Using the listing below, work out how many lines contain the word "seed", and respond with that number alone.
Exercise material: Begin
//! `pra`: run a peer-review course simulation, or generate a course.
//!
//! ```text
//! pra generate --learners 50 --ticks 2000 --seed 7 > course.txt
//! pra run course.txt > events.txt
//! pra run course.txt --config review.toml --csv-dir out/ --summary-interval 100
//! ```
//!
//! Event lines go to stdout; logs go to stderr (filter with `RUST_LOG`).

use std::fs;
use std::io::{self, BufWriter};
use std::path::{Path, PathBuf};

use anyhow::{Context, Result};
use clap::{Parser, Subcommand};
use tracing::info;
use tracing_subscriber::EnvFilter;

use pr_core::{ReviewConfig, SimConfig};
use pr_io::{CsvWriter, LineWriter, MultiWriter, SimInput, SimOutputObserver};
use pr_learner::PopulationBuilder;
use pr_sim::SimBuilder;


#[derive(Parser)]
#[command(name = "pra")]
#[command(about = "Peer-review grading simulator")]
#[command(version)]
struct Cli {
    #[command(subcommand)]
    command: Command,
}

#[derive(Subcommand)]
enum Command {
    /// Simulate a course and print one line per submission handed in
    Run {
        /// Course description; reads stdin when omitted or "-"
        input: Option<PathBuf>,

        /// TOML file overriding the review constants
        #[arg(long)]
        config: Option<PathBuf>,

        /// Also write submissions.csv, grades.csv and tick_summaries.csv here
        #[arg(long)]
        csv_dir: Option<PathBuf>,

        /// Tick summary interval for the CSV output (0 disables)
        #[arg(long, default_value_t = 0)]
        summary_interval: u64,
    },

    /// Print a synthetic course description
    Generate {
        /// Number of learners
        #[arg(long, default_value_t = 100)]
        learners: usize,

        /// Ticks to simulate
        #[arg(long, default_value_t = 1_000)]
        ticks: u64,

        /// Population seed
        #[arg(long, default_value_t = 42)]
        seed: u64,

        /// Latest first start tick
        #[arg(long, default_value_t = 10)]
        max_start: u64,

        /// Lowest true grade
        #[arg(long, default_value_t = 60, allow_negative_numbers = true)]
        min_grade: i64,

        /// Highest true grade
        #[arg(long, default_value_t = 100, allow_negative_numbers = true)]
        max_grade: i64,

        /// Largest review bias magnitude; the sign is ignored
        #[arg(long, default_value_t = 5, allow_negative_numbers = true)]
        max_bias: i64,
    },
}

fn main() -> Result<()> {
    let cli = Cli::parse();

    tracing_subscriber::fmt()
        .with_writer(io::stderr)
        .with_env_filter(
            EnvFilter::try_from_default_env().unwrap_or_else(|_| EnvFilter::new("info")),
        )
        .init();

    match cli.command {
        Command::Run { input, config, csv_dir, summary_interval } => {
            run(input.as_deref(), config.as_deref(), csv_dir.as_deref(), summary_interval)
        }
        Command::Generate { learners, ticks, seed, max_start, min_grade, max_grade, max_bias } => {
            let profiles = PopulationBuilder::new(learners, seed)
                .start_window(0, max_start)
                .grades(min_grade, max_grade)
                .biases(-bias_limit(max_bias), bias_limit(max_bias))
                .build()?;
            print!("{}", pr_io::render_input(ticks, &profiles));
            Ok(())
        }
    }
}

/// Magnitude of `--max-bias`, clamped so that its negation fits in `i64`.
fn bias_limit(max_bias: i64) -> i64 {
    max_bias.saturating_abs()
}

// ── run ───────────────────────────────────────────────────────────────────────

fn run(
    input:            Option<&Path>,
    config:           Option<&Path>,
    csv_dir:          Option<&Path>,
    summary_interval: u64,
) -> Result<()> {
    let course = read_course(input)?;
    let review = match config {
        Some(path) => load_review_config(path)?,
        None => ReviewConfig::default(),
    };
    let sim_config = SimConfig {
        total_ticks: course.total_ticks,
        review,
        summary_interval_ticks: summary_interval,
    };

    info!(
        learners = course.profiles.len(),
        ticks = course.total_ticks,
        "starting simulation"
    );
    let mut sim = SimBuilder::new(sim_config, course.profiles)
        .build()
        .context("invalid course")?;

    // ── Output backends ───────────────────────────────────────────────────
    let mut writer = MultiWriter::new()
        .with(LineWriter::new(BufWriter::new(io::stdout().lock())));
    if let Some(dir) = csv_dir {
        fs::create_dir_all(dir)
            .with_context(|| format!("creating output directory {}", dir.display()))?;
        writer.push(CsvWriter::new(dir).context("opening CSV output")?);
    }
    let mut observer = SimOutputObserver::new(writer);

    sim.run(&mut observer).context("simulation aborted")?;
    if let Some(e) = observer.take_error() {
        return Err(e).context("writing output");
    }

    let outcomes = sim.outcomes();
    info!(
        learners = outcomes.learners,
        passed = outcomes.passed,
        not_passed = outcomes.learners - outcomes.passed,
        failed_grades = outcomes.failed_grades,
        submissions = outcomes.submissions,
        "simulation finished"
    );
    Ok(())
}

/// Parse the course from `path`, or from stdin for `None` / `-`.
fn read_course(path: Option<&Path>) -> Result<SimInput> {
    match path {
        Some(p) if p != Path::new("-") => {
            pr_io::load_input(p).with_context(|| format!("reading {}", p.display()))
        }
        _ => pr_io::parse_input(io::stdin().lock()).context("reading stdin"),
    }
}

/// Read a [`ReviewConfig`] from TOML.  Missing keys keep their defaults.
fn load_review_config(path: &Path) -> Result<ReviewConfig> {
    let text = fs::read_to_string(path)
        .with_context(|| format!("reading {}", path.display()))?;
    parse_review_config(&text).with_context(|| format!("in {}", path.display()))
}

fn parse_review_config(text: &str) -> Result<ReviewConfig> {
    let config: ReviewConfig = toml::from_str(text)?;
    config.validate()?;
    Ok(config)
}
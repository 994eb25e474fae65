//! Plain snapshot records handed to observers and output writers.

use pr_core::{LearnerId, ReviewConfig, SubmissionId, Tick};

use crate::{Grade, Submission, SubmissionState};

/// A submission handed in for review, as it looked at the moment it was
/// emitted.
#[derive(Debug, Clone, Copy, PartialEq, Eq)]
#[cfg_attr(feature = "serde", derive(serde::Serialize, serde::Deserialize))]
pub struct SubmissionEvent {
    pub submission:     SubmissionId,
    pub learner:        LearnerId,
    pub sequence:       u32,
    pub created_at:     Tick,
    pub score:          i64,
    /// `None` until every required review has been recorded.
    pub last_review_at: Option<Tick>,
    pub emitted_at:     Tick,
}

impl SubmissionEvent {
    pub fn capture(submission: &Submission, emitted_at: Tick, cfg: &ReviewConfig) -> Self {
        Self {
            submission:     submission.id,
            learner:        submission.owner,
            sequence:       submission.sequence,
            created_at:     submission.created_at,
            score:          submission.current_score(),
            last_review_at: submission.last_review_tick(cfg),
            emitted_at,
        }
    }
}

/// A grade given to a fully reviewed submission.
#[derive(Debug, Clone, Copy, PartialEq, Eq)]
#[cfg_attr(feature = "serde", derive(serde::Serialize, serde::Deserialize))]
pub struct GradeRecord {
    pub submission:     SubmissionId,
    pub learner:        LearnerId,
    pub sequence:       u32,
    pub score:          i64,
    pub grade:          Grade,
    pub last_review_at: Tick,
    pub graded_at:      Tick,
}

impl GradeRecord {
    /// Snapshot a graded submission.  `None` if it has no grade yet.
    pub fn capture(submission: &Submission, graded_at: Tick, cfg: &ReviewConfig) -> Option<Self> {
        let grade = match submission.state {
            SubmissionState::Passing => Grade::Passing,
            SubmissionState::Failing => Grade::Failing,
            _ => return None,
        };
        Some(Self {
            submission:     submission.id,
            learner:        submission.owner,
            sequence:       submission.sequence,
            score:          submission.current_score(),
            grade,
            last_review_at: submission.last_review_tick(cfg)?,
            graded_at,
        })
    }
}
Exercise material: End
### Exercise answer
5